Saved entries
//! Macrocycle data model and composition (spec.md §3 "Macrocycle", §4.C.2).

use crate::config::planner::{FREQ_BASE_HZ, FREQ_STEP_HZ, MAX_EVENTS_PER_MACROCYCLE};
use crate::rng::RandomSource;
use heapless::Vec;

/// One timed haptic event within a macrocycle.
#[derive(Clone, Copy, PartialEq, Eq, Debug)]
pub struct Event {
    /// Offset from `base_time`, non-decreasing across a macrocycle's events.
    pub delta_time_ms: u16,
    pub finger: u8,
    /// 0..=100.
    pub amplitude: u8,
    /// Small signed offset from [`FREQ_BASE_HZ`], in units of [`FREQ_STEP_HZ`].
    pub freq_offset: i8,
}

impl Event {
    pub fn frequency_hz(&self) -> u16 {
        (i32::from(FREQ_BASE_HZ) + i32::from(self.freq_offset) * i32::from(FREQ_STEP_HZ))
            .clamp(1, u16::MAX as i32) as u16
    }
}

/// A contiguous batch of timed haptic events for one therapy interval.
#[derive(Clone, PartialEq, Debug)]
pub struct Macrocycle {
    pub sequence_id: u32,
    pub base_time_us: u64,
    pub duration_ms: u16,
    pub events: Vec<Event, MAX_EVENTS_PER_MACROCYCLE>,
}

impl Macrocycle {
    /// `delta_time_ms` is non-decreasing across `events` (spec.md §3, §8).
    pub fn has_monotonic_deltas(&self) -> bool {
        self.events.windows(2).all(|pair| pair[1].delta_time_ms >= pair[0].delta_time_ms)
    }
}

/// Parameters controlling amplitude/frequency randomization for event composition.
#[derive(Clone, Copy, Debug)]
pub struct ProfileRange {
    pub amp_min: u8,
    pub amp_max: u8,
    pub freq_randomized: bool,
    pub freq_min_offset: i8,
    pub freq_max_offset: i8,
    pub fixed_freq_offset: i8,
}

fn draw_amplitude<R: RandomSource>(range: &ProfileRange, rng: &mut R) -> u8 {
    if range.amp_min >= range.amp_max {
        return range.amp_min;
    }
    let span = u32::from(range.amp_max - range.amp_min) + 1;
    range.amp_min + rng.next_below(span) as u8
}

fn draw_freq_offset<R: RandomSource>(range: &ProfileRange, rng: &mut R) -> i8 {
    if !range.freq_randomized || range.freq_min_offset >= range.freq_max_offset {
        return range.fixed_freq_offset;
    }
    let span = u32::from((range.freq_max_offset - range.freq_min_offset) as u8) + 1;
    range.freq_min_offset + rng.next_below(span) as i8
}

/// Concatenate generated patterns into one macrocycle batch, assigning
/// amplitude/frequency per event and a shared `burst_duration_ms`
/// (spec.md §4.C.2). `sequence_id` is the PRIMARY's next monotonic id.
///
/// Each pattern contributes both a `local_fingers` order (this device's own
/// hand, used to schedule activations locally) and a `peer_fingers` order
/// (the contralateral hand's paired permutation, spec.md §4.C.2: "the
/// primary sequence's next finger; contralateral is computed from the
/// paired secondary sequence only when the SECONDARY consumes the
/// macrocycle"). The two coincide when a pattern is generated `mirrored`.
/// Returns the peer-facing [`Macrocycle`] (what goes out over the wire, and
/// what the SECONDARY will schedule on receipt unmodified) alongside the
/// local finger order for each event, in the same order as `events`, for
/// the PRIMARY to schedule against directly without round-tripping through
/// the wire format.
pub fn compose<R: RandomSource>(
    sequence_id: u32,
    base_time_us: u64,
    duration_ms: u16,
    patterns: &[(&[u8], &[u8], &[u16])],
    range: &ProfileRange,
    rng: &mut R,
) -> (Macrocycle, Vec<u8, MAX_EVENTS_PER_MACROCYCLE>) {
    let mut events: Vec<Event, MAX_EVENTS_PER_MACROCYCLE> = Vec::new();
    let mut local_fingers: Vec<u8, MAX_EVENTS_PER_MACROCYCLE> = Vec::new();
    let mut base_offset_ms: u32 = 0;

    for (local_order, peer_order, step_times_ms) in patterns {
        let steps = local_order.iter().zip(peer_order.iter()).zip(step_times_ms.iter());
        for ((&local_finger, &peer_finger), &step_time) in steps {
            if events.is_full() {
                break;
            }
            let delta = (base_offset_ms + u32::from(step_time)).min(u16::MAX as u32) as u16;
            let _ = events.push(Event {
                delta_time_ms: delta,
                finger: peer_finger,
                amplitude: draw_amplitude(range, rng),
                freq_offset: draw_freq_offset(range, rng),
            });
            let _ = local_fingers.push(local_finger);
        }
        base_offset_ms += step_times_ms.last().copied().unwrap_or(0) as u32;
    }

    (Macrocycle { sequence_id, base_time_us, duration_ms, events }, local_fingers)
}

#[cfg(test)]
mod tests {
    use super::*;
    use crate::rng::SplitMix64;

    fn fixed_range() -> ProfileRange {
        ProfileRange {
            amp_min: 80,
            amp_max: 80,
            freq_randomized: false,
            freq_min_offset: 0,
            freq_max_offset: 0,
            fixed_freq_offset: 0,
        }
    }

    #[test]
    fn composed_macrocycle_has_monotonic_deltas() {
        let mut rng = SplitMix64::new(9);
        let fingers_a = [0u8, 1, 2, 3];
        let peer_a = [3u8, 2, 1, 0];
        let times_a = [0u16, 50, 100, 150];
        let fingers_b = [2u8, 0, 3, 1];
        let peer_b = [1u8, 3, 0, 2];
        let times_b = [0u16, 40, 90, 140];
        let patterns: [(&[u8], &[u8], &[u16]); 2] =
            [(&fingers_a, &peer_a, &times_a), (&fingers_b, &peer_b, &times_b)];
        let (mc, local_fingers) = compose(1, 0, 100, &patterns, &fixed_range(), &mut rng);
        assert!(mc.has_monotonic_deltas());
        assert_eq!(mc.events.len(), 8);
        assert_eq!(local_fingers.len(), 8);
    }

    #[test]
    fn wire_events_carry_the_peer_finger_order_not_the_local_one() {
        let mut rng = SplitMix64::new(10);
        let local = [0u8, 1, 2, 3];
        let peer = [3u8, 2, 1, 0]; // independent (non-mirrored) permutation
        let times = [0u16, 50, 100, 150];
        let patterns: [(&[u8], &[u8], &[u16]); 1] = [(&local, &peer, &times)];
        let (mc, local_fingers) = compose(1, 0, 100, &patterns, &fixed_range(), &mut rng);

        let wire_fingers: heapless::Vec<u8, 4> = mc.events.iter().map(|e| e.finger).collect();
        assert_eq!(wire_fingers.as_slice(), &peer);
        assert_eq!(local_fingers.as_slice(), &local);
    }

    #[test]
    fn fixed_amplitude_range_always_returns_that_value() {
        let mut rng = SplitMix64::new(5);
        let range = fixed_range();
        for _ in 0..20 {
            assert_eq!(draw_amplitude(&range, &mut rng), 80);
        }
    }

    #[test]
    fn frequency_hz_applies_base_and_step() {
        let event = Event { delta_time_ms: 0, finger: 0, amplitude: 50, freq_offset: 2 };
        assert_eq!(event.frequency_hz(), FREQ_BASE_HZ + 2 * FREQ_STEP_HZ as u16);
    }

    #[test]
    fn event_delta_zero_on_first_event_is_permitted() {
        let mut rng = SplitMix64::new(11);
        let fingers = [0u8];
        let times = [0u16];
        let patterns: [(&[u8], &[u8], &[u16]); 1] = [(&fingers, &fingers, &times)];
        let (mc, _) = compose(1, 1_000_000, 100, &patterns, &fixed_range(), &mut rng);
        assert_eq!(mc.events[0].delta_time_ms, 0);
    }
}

▶ **Problem to work on**
Filter the entries above and copy only the lines that hold "derive".

▶ **Output**
#[derive(Clone, Copy, PartialEq, Eq, Debug)]
#[derive(Clone, PartialEq, Debug)]
#[derive(Clone, Copy, Debug)]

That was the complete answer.